Consider a for-loop that adds up the first ten numbers
x = 0
for (i in 1:10) {
x = x + i
}
To extract the control flow graph, we first need to translate the for-loop into
a while-loop. The while-loop captures the underlying control flow but does not
include any other (implicit) operations. One way we can do this is
x = 0
iterator = 1:10
counter = 1
while (counter <= length(iterator)) {
i = iterator[counter]
counter = counter + 1
x = x + i
}
In this case, we use the variable iterator to store the object being iterated
over and counter to explicitly count the iterations. Using iterator is
important because 1:10 is not a constant, but rather a call to :, the
sequence operator. Evaluating 1:10 at each point where we need to use it
would waste CPU cycles. The length of the iterator is explicitly computed in
the condition because in the general case, the value of iterator might not be
known until run-time. We could precompute the length and store it in a
variable, but the performance benefit would likely be miniscule.
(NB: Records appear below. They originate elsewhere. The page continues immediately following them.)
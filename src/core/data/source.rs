use super::reference::Position;

/// Where a key reference starts in a Dart file, 1-based for display.
///
/// The scanner works in 0-based [`Position`]s; `path:line:col` output is
/// 1-based. Columns count characters, not bytes.
#[derive(Debug, Clone, PartialEq, Eq, PartialOrd, Ord)]
pub struct SourceLocation {
    pub file_path: String,
    pub line: usize,
    pub col: usize,
}

impl SourceLocation {
    pub fn new(file_path: impl Into<String>, line: usize, col: usize) -> Self {
        Self {
            file_path: file_path.into(),
            line,
            col,
        }
    }

    /// Converts a scanner position.
    pub fn from_position(file_path: impl Into<String>, position: Position) -> Self {
        Self::new(file_path, position.line + 1, position.column + 1)
    }
}

/// A reference location plus the Dart line it sits on, so reports can draw
/// the line with a caret under the accessor (`S.of(context).title`).
#[derive(Debug, Clone, PartialEq, Eq)]
pub struct SourceContext {
    pub location: SourceLocation,
    /// The whole line without its terminator.
    pub source_line: String,
}

impl SourceContext {
    pub fn new(location: SourceLocation, source_line: impl Into<String>) -> Self {
        Self {
            location,
            source_line: source_line.into(),
        }
    }

    pub fn file_path(&self) -> &str {
        &self.location.file_path
    }

    pub fn line(&self) -> usize {
        self.location.line
    }

    pub fn col(&self) -> usize {
        self.location.col
    }
}
//! Completeness of a key across locales.

use std::collections::BTreeMap;

#[derive(Debug, Clone, Copy, PartialEq, Eq, PartialOrd, Ord, Hash)]
pub enum TranslationStatus {
    Complete,
    Partial,
    Missing,
}

impl TranslationStatus {
    pub fn as_str(&self) -> &'static str {
        match self {
            TranslationStatus::Complete => "complete",
            TranslationStatus::Partial => "partial",
            TranslationStatus::Missing => "missing",
        }
    }

    pub fn icon(&self) -> &'static str {
        match self {
            TranslationStatus::Complete => "✓",
            TranslationStatus::Partial => "◐",
            TranslationStatus::Missing => "✘",
        }
    }
}

impl std::fmt::Display for TranslationStatus {
    fn fmt(&self, f: &mut std::fmt::Formatter<'_>) -> std::fmt::Result {
        f.write_str(self.as_str())
    }
}

/// Status from the number of locales holding an entry for the key.
///
/// Entries with an empty value still count as present here.
pub fn translation_status<V>(translations: &BTreeMap<String, V>, total_locales: usize) -> TranslationStatus {
    if translations.is_empty() {
        TranslationStatus::Missing
    } else if translations.len() < total_locales {
        TranslationStatus::Partial
    } else {
        TranslationStatus::Complete
    }
}

/// One key's status with the locales behind it.
#[derive(Debug, Clone, PartialEq, Eq)]
pub struct KeyStatus {
    pub key: String,
    pub status: TranslationStatus,
    pub translated: Vec<String>,
    pub missing_locales: Vec<String>,
}

pub fn reconcile(
    key: &str,
    translations: &BTreeMap<String, String>,
    locales: &[String],
) -> KeyStatus {
    let (translated, missing_locales): (Vec<String>, Vec<String>) = locales
        .iter()
        .cloned()
        .partition(|locale| translations.contains_key(locale));
    KeyStatus {
        key: key.to_string(),
        status: translation_status(translations, locales.len()),
        translated,
        missing_locales,
    }
}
For for-loops where the iterator is a sequence, such as 1:10 here, there's a
better translation. Instead of computing the entire sequence before the loop
and holding it in memory, we can compute the next element of the sequence at
the beginning of each iteration
x = 0
i = 1
while (i <= 10) {
x = x + i
i = i + 1
}
Now the iterator and counter variables are no longer needed, and the loop
is substanstially simpler. Because the elements are computed one-by-one, this
version of the loop uses less memory than the previous version. Only one
element needs to be held in memory at a time. There's also no time wasted on
computing unnused elements of the iterator if the program exits the loop early.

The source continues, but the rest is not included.